Enhancing Prompt Understanding of Text-to-Image Diffusion Models with Large Language Models – The Berkeley Artificial Intelligence Research Blog

0
519
Enhancing Prompt Understanding of Text-to-Image Diffusion Models with Large Language Models – The Berkeley Artificial Intelligence Research Blog



TL;DR: Text Prompt -> LLM -> Intermediate Representation (akin to a picture format) -> Stable Diffusion -> Image.

Recent developments in text-to-image era with diffusion fashions have yielded exceptional outcomes synthesizing extremely life like and various photographs. However, regardless of their spectacular capabilities, diffusion fashions, akin to Stable Diffusion, usually battle to precisely comply with the prompts when spatial or widespread sense reasoning is required.
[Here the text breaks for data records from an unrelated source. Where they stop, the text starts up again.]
//! Client entry point.

use std::sync::Arc;

use crate::config::ClientConfig;
use crate::error::Result;
use crate::http::HttpClient;
use crate::resources::{ApplicationsApi, AuthApi, CampaignsApi, DonationsApi, UsersApi};
use crate::session::{MemorySessionStore, SessionStore};

/// The Caritas Aeterna API client.
///
/// Owns the HTTP adapter and the session store; resource façades are cheap
/// borrows created per call site. Independent façade calls may run
/// concurrently (e.g. joining a campaign's detail, funds, and item history
/// on one screen). Completions are unordered, and the only shared state is
/// the session store, which is read-only outside the auth flow.
///
/// Dropping a returned future cancels the in-flight request.
pub struct CaritasClient {
    http: HttpClient,
    store: Arc<dyn SessionStore>,
}

impl CaritasClient {
    /// Build a client with the default in-memory session store.
    ///
    /// # Errors
    ///
    /// Returns [`ApiError::Network`](crate::ApiError::Network) if the HTTP
    /// stack cannot be constructed.
    pub fn new(config: ClientConfig) -> Result<Self> {
        Self::with_store(config, Arc::new(MemorySessionStore::new()))
    }

    /// Build a client with an injected session store (e.g. one persisting to
    /// disk or browser storage).
    ///
    /// # Errors
    ///
    /// Returns [`ApiError::Network`](crate::ApiError::Network) if the HTTP
    /// stack cannot be constructed.
    pub fn with_store(config: ClientConfig, store: Arc<dyn SessionStore>) -> Result<Self> {
        let http = HttpClient::new(config, Arc::clone(&store))?;
        Ok(Self { http, store })
    }

    /// The session store, for reading the current session or subscribing to
    /// login/logout changes. Application code must not write it directly;
    /// [`AuthApi`] is the designated writer.
    #[must_use]
    pub fn session(&self) -> &Arc<dyn SessionStore> {
        &self.store
    }

    /// Authentication operations.
    #[must_use]
    pub fn auth(&self) -> AuthApi<'_> {
        AuthApi {
            http: &self.http,
            store: &self.store,
        }
    }

    /// Campaign browsing and management.
    #[must_use]
    pub fn campaigns(&self) -> CampaignsApi<'_> {
        CampaignsApi { http: &self.http }
    }

    /// Donation submission and history.
    #[must_use]
    pub fn donations(&self) -> DonationsApi<'_> {
        DonationsApi { http: &self.http }
    }

    /// Admin user management.
    #[must_use]
    pub fn users(&self) -> UsersApi<'_> {
        UsersApi { http: &self.http }
    }

    /// Organizer applications.
    #[must_use]
    pub fn applications(&self) -> ApplicationsApi<'_> {
        ApplicationsApi { http: &self.http }
    }
}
The following determine lists 4 situations wherein Stable Diffusion falls quick in producing photographs that precisely correspond to the given prompts, specifically negation, numeracy, and attribute task, spatial relationships. In distinction, our technique, LLM-grounded Diffusion (LMD), delivers significantly better immediate understanding in text-to-image era in these situations.

Visualizations
Figure 1: LLM-grounded Diffusion enhances the immediate understanding means of text-to-image diffusion fashions.

One attainable answer to handle this situation is after all to collect an enormous multi-modal dataset comprising intricate captions and practice a big diffusion mannequin with a big language encoder. This strategy comes with important prices: It is time-consuming and costly to coach each massive language fashions (LLMs) and diffusion fashions.

Our Solution

To effectively clear up this downside with minimal value (i.e., no coaching prices), we as a substitute equip diffusion fashions with enhanced spatial and customary sense reasoning through the use of off-the-shelf frozen LLMs in a novel two-stage era course of.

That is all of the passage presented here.